“In 2003, anyone searching for the term ‘autonomic communication’ on Google would have found two references. As of November this year, there are almost twenty one thousand,” says Mikhail Smirnov of the Fraunhofer Institute for Open Communication Systems (FOKUS) in Berlin.
Professor Smirnov coordinates the ACCA project, a Future and Emerging Technologies (FET) initiative that ended in September 2006. He and his colleagues have played a large role in raising awareness of this new field, and they are rightly proud of the phenomenal progress of autonomic communication. Smirnov points to a dozen journals on the subject, multiple IEEE and IFIP conferences, four EU integrated projects and several similar projects set up by leading European telecom companies.
The partners in ACCA were responsible for setting a research roadmap, rising awareness and bringing together relevant but disjoint efforts within related initiatives. Though some of these initiatives focus on work unlikely to generate market-ready technology for some years, others are linked to more market-oriented research, including several projects under the IST programme – Ambient Networks, E2R and others.
“Our main achievement was getting the Autonomic Communication Forum (ACF) up and running,” notes Smirnov. Launched in Brussels in late 2004, the ACF already has more than 230 members.

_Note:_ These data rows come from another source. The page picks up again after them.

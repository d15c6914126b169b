//! Gallery user interface for the portfolio site
//!
//! This crate provides the interaction layer of the photo and video
//! galleries: routing, the history abstraction, the modal viewer's state
//! machine, address synchronization, keyboard bindings and the view model
//! the renderer draws from.
//!
//! # Modules
//!
//! - [`navigation`] - Routes, router, history and tracking-parameter scrubbing
//! - [`gallery`] - Viewer state machine (`Closed | Open`) with animated transitions
//! - [`sync`] - Two-way binding between the open item and the address
//! - [`keyboard`] - Arrow/Escape bindings, registered only while the viewer is open
//! - [`modal`] - View model, asset resolution and page metadata
//! - [`tokens`] - Motion and thumbnail tokens
//!
//! # Example
//!
//! ```rust
//! use app_state::{GroupedCatalog, MediaItem, MediaRef};
//! use app_ui::{GalleryNavigator, History, MemoryHistory, NavigationOrigin, Section, UrlSynchronizer};
//! use sanity_client::Slug;
//!
//! let catalog = GroupedCatalog::from_items(vec![MediaItem {
//!     id: "p1".to_string(),
//!     title: "Dunes".to_string(),
//!     category: Some("Landscape".to_string()),
//!     slug: Some(Slug::new("dunes").unwrap()),
//!     media_ref: MediaRef::Missing,
//! }]);
//!
//! let mut nav = GalleryNavigator::new();
//! let mut sync = UrlSynchronizer::new(Section::Photos, MemoryHistory::new("/photos"));
//! sync.open_item(&mut nav, &catalog, "Landscape", 0, NavigationOrigin::User).unwrap();
//! assert_eq!(sync.history().location(), "/photos/dunes");
//! ```

#![warn(missing_docs)]
#![warn(clippy::all)]

pub mod gallery;
pub mod keyboard;
pub mod modal;
pub mod navigation;
pub mod sync;
pub mod tokens;

pub use gallery::{
    GalleryNavigator, GalleryState, NavigationError, OpenItem, PendingTransition, Reconciled,
    Result, TransitionKind,
};

pub use keyboard::{GalleryCommand, Key, KeyBindings, KeyboardHost, ListenerId};

pub use modal::{
    present, section_meta, AssetResolver, ModalView, PageMeta, SanityAssetResolver, SiteIdentity,
};

pub use navigation::{
    scrub_tracking_params, strip_tracking_params, History, HistoryEntry, HistoryError,
    MemoryHistory, Route, RouteParams, Router, Section,
};

pub use sync::{NavigationOrigin, SyncAction, UrlSynchronizer};

pub use tokens::{duration, thumbnail};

The forum is building a global research community for autonomic communications, and will eventually become an industry standardisation body. The body is built on the premise that a new form of networking – one that is self-organising, self-managing, context-aware and autonomous – is the best way to handle the internet’s growing complexity and the demands placed on it.
Smirnov underlines the fact that the project was deliberately extended to allow the team to stay together for Autonomic Networking 2006, a conference held in Paris from 25-29 September 2006. The project team took charge of an ACF session, which resulted in ACF decision to respond to any future calls under the Seventh Framework Programme (FP7) in a coordinated manner.
Asked for a brief definition of autonomic communication, Smirnov replies “self-management”. But he notes that the term encompasses a host of other technologies, all of which begin with the word “self”. Among them are self-awareness, self-configuration, self-healing and self-implementation.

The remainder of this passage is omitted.